Last week, David Trimble, RFI’s Vice President for Public Policy and Education, presented at the International Association of Christian Educator’s (IACE) 4th Annual Conference. Held on the campus of Southwestern Baptist Theological Seminary (Fort Worth, Texas), the nearly 200 attendees encountered insightful presentations and learned of new initiatives on religious liberty and freedom of speech, crisis management, legal updates, and the future of Christian education. On day 3 of the conference, Trimble joined a panel discussion titled, “Religious Liberty and Christian Education,” alongside Mark Tooley, President of the Institute on Religion and Democracy; Shannon Royce, President of Christian Employers Alliance; and Greg Baylor, Senior Counsel at Alliance Defending Freedom.
Trimble focused his remarks on the growing disregard and lack of unanimity among American leaders over the last 30 years in defending religious freedom as a core component of a healthy democracy that serves the common good for all Americans. “For a generation, the immeasurable value that religious freedom brings to society has been willfully ignored in the academy at large,” asserted Trimble.
RFI’s National Center for Religious Freedom Education is partnering with schools across America and the world, many from IACE, to offer programs that teach tomorrow’s leaders that free exercise equality is essential to other basic freedoms and the flourishing of all societies.

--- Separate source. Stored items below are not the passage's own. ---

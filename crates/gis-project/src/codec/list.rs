//! Polymorphic list decoding.
//!
//! Older descriptors let a list field hold `null`, a single object, or an
//! array of objects. All three normalize to an ordered `Vec`. Encoding
//! always writes an array.

use serde_json::Value;

use crate::codec::primitives::{index_path, unexpected};
use crate::error::DecodeError;

/// Which shapes a list field accepts besides an array.
#[derive(Debug, Clone, Copy, PartialEq, Eq)]
pub enum ListShape {
    /// `null` or an array.
    ArrayOnly,
    /// `null`, an array, or a single object standing for a one-element list.
    ArrayOrObject,
}

/// Decodes a list field, preserving source order.
///
/// Any element failing to decode fails the whole list. Scalars and strings
/// are rejected with an error naming their token kind.
pub fn decode_list<T, F>(
    value: &Value,
    path: &str,
    shape: ListShape,
    mut decode_item: F,
) -> Result<Vec<T>, DecodeError>
where
    F: FnMut(&Value, String) -> Result<T, DecodeError>,
{
    match value {
        Value::Null => Ok(Vec::new()),
        Value::Array(items) => items
            .iter()
            .enumerate()
            .map(|(i, item)| decode_item(item, index_path(path, i)))
            .collect(),
        Value::Object(_) if shape == ListShape::ArrayOrObject => {
            Ok(vec![decode_item(value, index_path(path, 0))?])
        }
        other => {
            let expected = match shape {
                ListShape::ArrayOnly => "null or array",
                ListShape::ArrayOrObject => "null, object or array",
            };
            Err(unexpected(path, expected, other))
        }
    }
}

/// Encodes a list as an array.
pub fn encode_list<T>(items: &[T], encode_item: impl Fn(&T) -> Value) -> Value {
    Value::Array(items.iter().map(encode_item).collect())
}
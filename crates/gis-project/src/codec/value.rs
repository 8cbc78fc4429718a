//! Value converters between compact JSON shapes and typed values.
//!
//! Each converter is a decode/encode pair. Decoding is strict about arity
//! and token kinds; encoding always writes the canonical shape.

use serde_json::{Map, Value};

use crate::codec::primitives::{expect_array, expect_f64, expect_symbol, index_path, number, unexpected, ObjectReader, ObjectWriter};
use crate::error::DecodeError;
use crate::model::{Color, GeoPoint, Legend, Quaternion, Transform, Vector3};

// =============================================================================
// DECODING
// =============================================================================

/// Reads an array of exactly `N` numbers.
fn decode_fixed<const N: usize>(
    value: &Value,
    path: &str,
    expected: &'static str,
) -> Result<[f64; N], DecodeError> {
    let items = expect_array(value, path)?;
    if items.len() != N {
        return Err(DecodeError::ArityMismatch {
            path: path.to_string(),
            expected,
            actual: items.len(),
        });
    }
    let mut out = [0.0; N];
    for (i, item) in items.iter().enumerate() {
        out[i] = expect_f64(item, &index_path(path, i))?;
    }
    Ok(out)
}

/// Reads an array of numbers whose length must be one of `lens`.
fn decode_numbers(
    value: &Value,
    path: &str,
    lens: &[usize],
    expected: &'static str,
) -> Result<Vec<f64>, DecodeError> {
    let items = expect_array(value, path)?;
    if !lens.contains(&items.len()) {
        return Err(DecodeError::ArityMismatch {
            path: path.to_string(),
            expected,
            actual: items.len(),
        });
    }
    items
        .iter()
        .enumerate()
        .map(|(i, item)| expect_f64(item, &index_path(path, i)))
        .collect()
}

/// `[x, y, z]`.
pub fn decode_vector3(value: &Value, path: &str) -> Result<Vector3, DecodeError> {
    let [x, y, z] = decode_fixed::<3>(value, path, "3")?;
    Ok(Vector3::new(x, y, z))
}

/// `[x, y, z, w]`.
pub fn decode_quaternion(value: &Value, path: &str) -> Result<Quaternion, DecodeError> {
    let [x, y, z, w] = decode_fixed::<4>(value, path, "4")?;
    Ok(Quaternion::new(x, y, z, w))
}

/// `[min_x, min_y, max_x, max_y]`.
pub fn decode_bbox(value: &Value, path: &str) -> Result<[f64; 4], DecodeError> {
    decode_fixed::<4>(value, path, "4")
}

/// `[r, g, b]` or `[r, g, b, a]`.
///
/// If every channel is within `[0, 1]` the channels are taken as normalized
/// floats; otherwise as 0-255 integers and divided by 255. `[255, 0, 0]`
/// and `[1.0, 0.0, 0.0]` therefore decode to the same red. In the 0-255
/// form every channel must be integral.
pub fn decode_color(value: &Value, path: &str) -> Result<Color, DecodeError> {
    let channels = decode_numbers(value, path, &[3, 4], "3 or 4")?;

    if let Some(&neg) = channels.iter().find(|c| **c < 0.0) {
        return Err(DecodeError::ValueOutOfRange {
            path: path.to_string(),
            value: neg,
            reason: "negative color channel",
        });
    }

    let normalized = channels.iter().all(|c| *c <= 1.0);
    let scale = if normalized {
        1.0
    } else {
        if let Some(&big) = channels.iter().find(|c| **c > 255.0) {
            return Err(DecodeError::ValueOutOfRange {
                path: path.to_string(),
                value: big,
                reason: "color channel above 255",
            });
        }
        if let Some(&frac) = channels.iter().find(|c| c.fract() != 0.0) {
            return Err(DecodeError::ValueOutOfRange {
                path: path.to_string(),
                value: frac,
                reason: "non-integer color channel",
            });
        }
        255.0
    };

    let ch = |i: usize| (channels[i] / scale) as f32;
    let alpha = if channels.len() == 4 { ch(3) } else { 1.0 };
    Ok(Color::from_rgba(ch(0), ch(1), ch(2), alpha))
}

/// Object of name to color.
pub fn decode_legend(value: &Value, path: &str) -> Result<Legend, DecodeError> {
    let obj = ObjectReader::new(value, path)?;
    let mut legend = Legend::new();
    for (name, color) in obj.entries() {
        legend.insert(name.clone(), decode_color(color, &obj.field_path(name))?);
    }
    Ok(legend)
}

/// `[x, y]`, `[x, y, z]` or `{"type": "Point", "coordinates": [...]}`.
pub fn decode_point(value: &Value, path: &str) -> Result<GeoPoint, DecodeError> {
    match value {
        Value::Array(_) => point_from_coords(value, path),
        Value::Object(_) => {
            let obj = ObjectReader::new(value, path)?;
            if let Some(kind) = obj.get("type") {
                expect_symbol(kind, &obj.field_path("type"), &["Point"], |s| (s == "Point").then_some(()))?;
            }
            let coords = obj.required("coordinates")?;
            point_from_coords(coords, &obj.field_path("coordinates"))
        }
        other => Err(unexpected(path, "array or object", other)),
    }
}

fn point_from_coords(value: &Value, path: &str) -> Result<GeoPoint, DecodeError> {
    let coords = decode_numbers(value, path, &[2, 3], "2 or 3")?;
    Ok(GeoPoint {
        x: coords[0],
        y: coords[1],
        z: coords.get(2).copied(),
    })
}

/// `{"translate": [..3], "rotate": [..4], "scale": [..3]}`, all required.
pub fn decode_transform(value: &Value, path: &str) -> Result<Transform, DecodeError> {
    let obj = ObjectReader::new(value, path)?;
    let translate = decode_vector3(obj.required("translate")?, &obj.field_path("translate"))?;
    let rotate = decode_quaternion(obj.required("rotate")?, &obj.field_path("rotate"))?;
    let scale = decode_vector3(obj.required("scale")?, &obj.field_path("scale"))?;
    obj.trace_unknown(&["translate", "rotate", "scale"]);
    Ok(Transform {
        translate,
        rotate,
        scale,
    })
}

// =============================================================================
// ENCODING
// =============================================================================

fn numbers(values: &[f64]) -> Value {
    Value::Array(values.iter().copied().map(number).collect())
}

pub fn encode_vector3(v: Vector3) -> Value {
    numbers(&v.to_array())
}

pub fn encode_quaternion(q: Quaternion) -> Value {
    numbers(&q.to_array())
}

pub fn encode_bbox(bbox: &[f64; 4]) -> Value {
    numbers(bbox)
}

/// Always the 0-255 integer form with alpha: `[r, g, b, a]`.
pub fn encode_color(color: Color) -> Value {
    Value::Array(color.to_rgba8().iter().map(|c| Value::from(*c)).collect())
}

pub fn encode_legend(legend: &Legend) -> Value {
    let map: Map<String, Value> = legend
        .iter()
        .map(|(name, color)| (name.clone(), encode_color(*color)))
        .collect();
    Value::Object(map)
}

/// Always the GeoJSON point object.
pub fn encode_point(point: &GeoPoint) -> Value {
    let mut w = ObjectWriter::new();
    w.put("type", "Point");
    w.put("coordinates", numbers(&point.coordinates()));
    w.into_value()
}

pub fn encode_transform(transform: &Transform) -> Value {
    let mut w = ObjectWriter::new();
    w.put("translate", encode_vector3(transform.translate));
    w.put("rotate", encode_quaternion(transform.rotate));
    w.put("scale", encode_vector3(transform.scale));
    w.into_value()
}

Increasing collaboration with IACE and other academic associations, schools, and education-based institutions is a top RFI priority. Our programs and curricula provide platforms for students to learn basic principles about the role of religion and religious freedom in society. These principles were fundamental to the founding of American democracy and remain vital to its continued flourishing today. “It is a gross disservice to every student in this country to omit or marginalize teaching about the First Amendment and the importance of religion in public life for what it means to be truly free,” Trimble continued.